2), and then the preforming hole (13) of the cavity that gradually converges from the hexagonal cross section and changes into a circular cross section of the outer diameter of the wire (2), and is substantially equal to the outer diameter of the wire (2). Inside the die (1) hole formed by the circular rear end portion (11) of the cavity, the tip surface of the hexagonal cross-section tip is the molding hole portion (1).
2) Aligning with the outer edge of the opening so as to be flush with each other, and preforming space (1) between the die (1) hole wall and the wire (2).
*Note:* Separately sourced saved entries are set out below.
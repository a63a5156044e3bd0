//! Four-band track EQ
//!
//! Each track runs a `QuattroBiQuad`: four cascaded stereo biquads.
//! - Band 0: low shelf, or peak when `low_peak` is set
//! - Bands 1 and 2: peak
//! - Band 3: high shelf, or peak when `high_peak` is set
//!
//! Frequency, gain and Q of every band can be pushed around by CV, scaled
//! by a per-parameter attenuation. Coefficients are only redesigned when
//! the effective (post-CV) setting of a band changes.

use mx_core::{db_to_linear, StereoSample};
use serde::{Deserialize, Serialize};

use crate::biquad::{BiquadCoeffs, BiquadKind, BiquadTDF2, normalized_freq};
use crate::{MonoProcessor, Processor, ProcessorConfig};

pub const N_BANDS: usize = 4;

/// Lowest band frequency (Hz)
pub const MIN_FREQ_HZ: f64 = 20.0;
/// Highest band frequency (Hz)
pub const MAX_FREQ_HZ: f64 = 22000.0;
pub const MAX_BAND_GAIN_DB: f64 = 20.0;
pub const MAX_TRACK_GAIN_DB: f64 = 20.0;
pub const MIN_Q: f64 = 0.3;
pub const MAX_Q: f64 = 20.0;

/// CV scaling: dB per volt of gain CV
pub const CV_GAIN_DB_PER_VOLT: f64 = 2.0;

const DEFAULT_FREQS_HZ: [f64; N_BANDS] = [100.0, 500.0, 2000.0, 8000.0];
const DEFAULT_Q: [f64; N_BANDS] = [0.707, 1.0, 1.0, 0.707];

#[inline]
pub fn min_freq_log() -> f64 {
    MIN_FREQ_HZ.log10()
}

#[inline]
pub fn max_freq_log() -> f64 {
    MAX_FREQ_HZ.log10()
}

// ============ Parameters ============

/// One band's stored parameters
#[derive(Debug, Clone, Copy, PartialEq, Serialize, Deserialize)]
#[serde(default)]
pub struct BandParams {
    pub active: bool,
    /// log10 of the frequency in Hz
    pub freq_log: f64,
    pub gain_db: f64,
    pub q: f64,
    /// CV attenuation for frequency, gain and Q, each in [0, 1]
    pub cv_freq_atten: f64,
    pub cv_gain_atten: f64,
    pub cv_q_atten: f64,
}

impl Default for BandParams {
    fn default() -> Self {
        Self {
            active: true,
            freq_log: DEFAULT_FREQS_HZ[1].log10(),
            gain_db: 0.0,
            q: 1.0,
            cv_freq_atten: 1.0,
            cv_gain_atten: 1.0,
            cv_q_atten: 1.0,
        }
    }
}

impl BandParams {
    fn default_for(band: usize) -> Self {
        Self {
            freq_log: DEFAULT_FREQS_HZ[band].log10(),
            q: DEFAULT_Q[band],
            ..Self::default()
        }
    }

    #[inline]
    pub fn freq_hz(&self) -> f64 {
        10.0_f64.powf(self.freq_log)
    }
}

/// A track's stored EQ parameters
#[derive(Debug, Clone, PartialEq, Serialize, Deserialize)]
#[serde(default)]
pub struct TrackEqParams {
    pub active: bool,
    pub gain_db: f64,
    pub bands: [BandParams; N_BANDS],
    /// Band 0 is a peak instead of a low shelf
    pub low_peak: bool,
    /// Band 3 is a peak instead of a high shelf
    pub high_peak: bool,
}

impl Default for TrackEqParams {
    fn default() -> Self {
        Self {
            active: true,
            gain_db: 0.0,
            bands: std::array::from_fn(BandParams::default_for),
            low_peak: false,
            high_peak: false,
        }
    }
}

impl TrackEqParams {
    pub fn band_kind(&self, band: usize) -> BiquadKind {
        match band {
            0 if !self.low_peak => BiquadKind::LowShelf,
            3 if !self.high_peak => BiquadKind::HighShelf,
            _ => BiquadKind::Peaking,
        }
    }
}

/// CV inputs for one band; `None` means unpatched
#[derive(Debug, Clone, Copy, Default, PartialEq)]
pub struct BandCv {
    pub freq: Option<f64>,
    pub gain: Option<f64>,
    pub q: Option<f64>,
}

/// Effective band setting after CV, the unit of change detection
#[derive(Debug, Clone, Copy, PartialEq)]
pub struct BandSetting {
    pub active: bool,
    pub kind: BiquadKind,
    pub freq_hz: f64,
    pub gain_db: f64,
    pub q: f64,
}

impl BandSetting {
    pub fn resolve(params: &TrackEqParams, band: usize, cv: &BandCv) -> Self {
        let p = &params.bands[band];
        let mut freq_log = p.freq_log;
        let mut gain_db = p.gain_db;
        let mut q = p.q;
        if let Some(v) = cv.freq.filter(|v| v.is_finite()) {
            // 1 V/oct
            freq_log += v * std::f64::consts::LOG10_2 * p.cv_freq_atten;
        }
        if let Some(v) = cv.gain.filter(|v| v.is_finite()) {
            gain_db += v * CV_GAIN_DB_PER_VOLT * p.cv_gain_atten;
        }
        if let Some(v) = cv.q.filter(|v| v.is_finite()) {
            q += v * (MAX_Q - MIN_Q) / 10.0 * p.cv_q_atten;
        }
        Self {
            active: p.active,
            kind: params.band_kind(band),
            freq_hz: 10.0_f64.powf(freq_log.clamp(min_freq_log(), max_freq_log())),
            gain_db: gain_db.clamp(-MAX_BAND_GAIN_DB, MAX_BAND_GAIN_DB),
            q: q.clamp(MIN_Q, MAX_Q),
        }
    }

    pub fn coeffs(&self, sample_rate: f64) -> BiquadCoeffs {
        if !self.active {
            return BiquadCoeffs::bypass();
        }
        BiquadCoeffs::design(
            self.kind,
            normalized_freq(self.freq_hz, sample_rate),
            self.q,
            self.gain_db,
        )
    }
}

// ============ Cascade ============

/// Four cascaded stereo biquads
#[derive(Debug, Clone, Default)]
pub struct QuattroBiQuad {
    sections: [[BiquadTDF2; 2]; N_BANDS],
    active: [bool; N_BANDS],
}

impl QuattroBiQuad {
    pub fn new() -> Self {
        Self::default()
    }

    pub fn set_band(&mut self, band: usize, coeffs: BiquadCoeffs, active: bool) {
        for ch in self.sections[band].iter_mut() {
            ch.set_coeffs(coeffs);
        }
        if active && !self.active[band] {
            // Re-entering a band starts from rest
            for ch in self.sections[band].iter_mut() {
                ch.reset();
            }
        }
        self.active[band] = active;
    }

    #[inline]
    pub fn coeffs(&self, band: usize) -> &BiquadCoeffs {
        self.sections[band][0].coeffs()
    }

    #[inline]
    pub fn is_active(&self, band: usize) -> bool {
        self.active[band]
    }

    #[inline]
    pub fn process(&mut self, input: StereoSample, stereo: bool) -> StereoSample {
        let mut l = input.left;
        let mut r = input.right;
        for (band, sections) in self.sections.iter_mut().enumerate() {
            if !self.active[band] {
                continue;
            }
            l = sections[0].process_sample(l);
            if stereo {
                r = sections[1].process_sample(r);
            }
        }
        if stereo { StereoSample::new(l, r) } else { StereoSample::mono(l) }
    }

    /// Summed band response in dB at a normalized frequency
    pub fn response_db(&self, norm_freq: f64) -> f64 {
        (0..N_BANDS)
            .filter(|&b| self.active[b])
            .map(|b| self.coeffs(b).magnitude_db(norm_freq))
            .sum()
    }
}

impl Processor for QuattroBiQuad {
    fn reset(&mut self) {
        for f in self.sections.iter_mut().flatten() {
            f.reset();
        }
    }
}

// ============ Track EQ ============

/// One track of the EQ module
#[derive(Debug, Clone)]
pub struct TrackEq {
    params: TrackEqParams,
    sample_rate: f64,
    applied: [Option<BandSetting>; N_BANDS],
    filter: QuattroBiQuad,
    gain_db_applied: f64,
    gain_lin: f64,
    redesigns: u64,
}

impl TrackEq {
    pub fn new(sample_rate: f64) -> Self {
        let mut eq = Self {
            params: TrackEqParams::default(),
            sample_rate,
            applied: [None; N_BANDS],
            filter: QuattroBiQuad::new(),
            gain_db_applied: 0.0,
            gain_lin: 1.0,
            redesigns: 0,
        };
        eq.update(&[BandCv::default(); N_BANDS]);
        eq
    }

    #[inline]
    pub fn params(&self) -> &TrackEqParams {
        &self.params
    }

    /// Parameter edits take effect on the next `update`/`process`
    #[inline]
    pub fn params_mut(&mut self) -> &mut TrackEqParams {
        &mut self.params
    }

    pub fn set_params(&mut self, params: TrackEqParams) {
        self.params = params;
    }

    /// Number of band redesigns so far
    #[inline]
    pub fn redesign_count(&self) -> u64 {
        self.redesigns
    }

    /// Bring coefficients in line with params and CV, redesigning changed bands only
    pub fn update(&mut self, cv: &[BandCv; N_BANDS]) {
        for band in 0..N_BANDS {
            let setting = BandSetting::resolve(&self.params, band, &cv[band]);
            if self.applied[band] != Some(setting) {
                self.filter
                    .set_band(band, setting.coeffs(self.sample_rate), setting.active);
                self.applied[band] = Some(setting);
                self.redesigns += 1;
            }
        }
        let gain_db = self.params.gain_db.clamp(-MAX_TRACK_GAIN_DB, MAX_TRACK_GAIN_DB);
        if gain_db != self.gain_db_applied {
            self.gain_db_applied = gain_db;
            self.gain_lin = db_to_linear(gain_db);
        }
    }

    #[inline]
    pub fn process(&mut self, input: StereoSample, stereo: bool, cv: &[BandCv; N_BANDS]) -> StereoSample {
        if !self.params.active {
            return input;
        }
        self.update(cv);
        self.filter.process(input, stereo) * self.gain_lin
    }

    /// Settings currently loaded into the cascade
    pub fn applied_setting(&self, band: usize) -> Option<BandSetting> {
        self.applied[band]
    }

    /// Response in dB at `freq_hz`, from the coefficients in use
    pub fn response_db(&self, freq_hz: f64) -> f64 {
        if !self.params.active {
            return 0.0;
        }
        self.filter.response_db(normalized_freq(freq_hz, self.sample_rate)) + self.gain_db_applied
    }

    /// (Hz, dB) pairs for the display, log-spaced between `min_hz` and `max_hz`
    ///
    /// Band centers are merged into the walk in sorted order so peaks and
    /// shelf corners are always sampled.
    pub fn draw_curve(&self, points: usize, min_hz: f64, max_hz: f64) -> Vec<(f64, f64)> {
        let points = points.max(2);
        let lo = min_hz.max(1.0).log10();
        let hi = max_hz.log10().max(lo + 1e-3);
        let mut band_freqs: Vec<f64> = self
            .applied
            .iter()
            .flatten()
            .filter(|s| s.active && s.freq_hz >= min_hz && s.freq_hz <= max_hz)
            .map(|s| s.freq_hz)
            .collect();
        band_freqs.sort_by(f64::total_cmp);

        let mut curve = Vec::with_capacity(points + band_freqs.len());
        let mut pending = band_freqs.into_iter().peekable();
        for i in 0..points {
            let f = 10.0_f64.powf(lo + (hi - lo) * i as f64 / (points - 1) as f64);
            while let Some(&bf) = pending.peek() {
                if bf >= f {
                    break;
                }
                curve.push((bf, self.response_db(bf)));
                pending.next();
            }
            curve.push((f, self.response_db(f)));
        }
        for bf in pending {
            curve.push((bf, self.response_db(bf)));
        }
        curve.dedup_by(|a, b| a.0 == b.0);
        curve
    }

    pub fn reset(&mut self) {
        self.filter.reset();
    }
}

impl ProcessorConfig for TrackEq {
    fn set_sample_rate(&mut self, sample_rate: f64) {
        self.sample_rate = sample_rate;
        self.applied = [None; N_BANDS];
        self.update(&[BandCv::default(); N_BANDS]);
    }
}

#[cfg(test)]
mod tests {
    use super::*;

    const SR: f64 = 48000.0;

    #[test]
    fn test_defaults_are_flat() {
        let eq = TrackEq::new(SR);
        for f in [30.0, 100.0, 1000.0, 10000.0] {
            assert!(eq.response_db(f).abs() < 1e-9);
        }
        assert_eq!(eq.params().band_kind(0), BiquadKind::LowShelf);
        assert_eq!(eq.params().band_kind(3), BiquadKind::HighShelf);
    }

    #[test]
    fn test_peak_mode_flags() {
        let mut params = TrackEqParams::default();
        params.low_peak = true;
        params.high_peak = true;
        for b in 0..N_BANDS {
            assert_eq!(params.band_kind(b), BiquadKind::Peaking);
        }
    }

    #[test]
    fn test_coefficients_redesign_only_on_change() {
        let mut eq = TrackEq::new(SR);
        let base = eq.redesign_count();
        let cv = [BandCv::default(); N_BANDS];
        for _ in 0..100 {
            eq.process(StereoSample::mono(1.0), false, &cv);
        }
        assert_eq!(eq.redesign_count(), base);

        eq.params_mut().bands[1].gain_db = 6.0;
        eq.process(StereoSample::mono(1.0), false, &cv);
        assert_eq!(eq.redesign_count(), base + 1);
        assert!((eq.response_db(500.0) - 6.0).abs() < 1e-6);
    }

    #[test]
    fn test_cv_moves_band() {
        let mut eq = TrackEq::new(SR);
        eq.params_mut().bands[2].gain_db = 10.0;
        let mut cv = [BandCv::default(); N_BANDS];
        // +1V = one octave up
        cv[2].freq = Some(1.0);
        eq.update(&cv);
        let s = eq.applied_setting(2).unwrap();
        assert!((s.freq_hz - 4000.0).abs() < 1e-6);

        // Gain CV at 50% attenuation: 2 dB/V * 0.5
        eq.params_mut().bands[2].cv_gain_atten = 0.5;
        cv[2].gain = Some(-4.0);
        eq.update(&cv);
        assert!((eq.applied_setting(2).unwrap().gain_db - 6.0).abs() < 1e-12);

        // Q CV is clamped to range
        cv[2].q = Some(100.0);
        eq.update(&cv);
        assert_eq!(eq.applied_setting(2).unwrap().q, MAX_Q);
    }

    #[test]
    fn test_inactive_track_passes_through() {
        let mut eq = TrackEq::new(SR);
        eq.params_mut().bands[0].gain_db = 12.0;
        eq.params_mut().active = false;
        let cv = [BandCv::default(); N_BANDS];
        let x = StereoSample::new(0.3, -0.7);
        assert_eq!(eq.process(x, true, &cv), x);
        assert_eq!(eq.response_db(50.0), 0.0);
    }

    #[test]
    fn test_track_gain() {
        let mut eq = TrackEq::new(SR);
        eq.params_mut().gain_db = -6.0;
        let cv = [BandCv::default(); N_BANDS];
        let y = eq.process(StereoSample::mono(1.0), false, &cv);
        assert!((y.left - db_to_linear(-6.0)).abs() < 1e-9);
        assert!((eq.response_db(1000.0) + 6.0).abs() < 1e-9);
    }

    #[test]
    fn test_draw_curve_contains_sorted_band_centers() {
        let mut eq = TrackEq::new(SR);
        // Deliberately out of order
        eq.params_mut().bands[1].freq_log = 5000.0_f64.log10();
        eq.params_mut().bands[2].freq_log = 300.0_f64.log10();
        eq.params_mut().bands[1].gain_db = 8.0;
        eq.update(&[BandCv::default(); N_BANDS]);

        let curve = eq.draw_curve(64, 20.0, 20000.0);
        assert!(curve.windows(2).all(|w| w[0].0 < w[1].0));
        let at_peak = curve
            .iter()
            .find(|(f, _)| (f - 5000.0).abs() < 1e-6)
            .expect("band center in curve");
        assert!((at_peak.1 - 8.0).abs() < 1e-6);
        let max = curve.iter().map(|p| p.1).fold(f64::MIN, f64::max);
        assert!((max - 8.0).abs() < 1e-6);
    }
}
4) a first step of inserting the wire rod (2) into the molding end portion (21) of the front end of the wire rod (2) and punching a blind hole (23) with a punch (4) at the same time;
The second step of pressing and plastically deforming to fill the preforming space (14); in synchronization with the punch (4) having completed punching retracting from the blind hole (23),
The storage part (34) recessed in the shearing means (3) moves to face the hole opening of the molding hole part (12), and further the wire rod (2) is pushed to move the blind hole (23). The molded end portion (21) that has been punched and deformed is fitted into the storage portion (34), and the blind end (23) is fitted into the holding pipe (33) protruding from the inner bottom portion of the storage portion (34). And a fourth step in which the shearing means (3) slides laterally to shear the molding end (21) housed in the housing (34). Punching forging method. 2. A through hole (31) is formed in the shearing means (3) so that the punch (4) can punch against the end of the wire (2) in the molding hole (12). The punching forging method according to claim 1. 3. The punching forging method according to claim 1, wherein the holding tube (33) is always held at a fixed position in the storage portion (34) of the shearing means (3). 4. An abutment sleeve (3) around the circumference of the holding pipe (33) in the storage portion (34) of the shearing means (3).
2. The punching forging method according to claim 1, wherein the product (2) is rotatably pivotally attached so that the product contained in the storage part (34) can be extruded by the corresponding contact sleeve (32).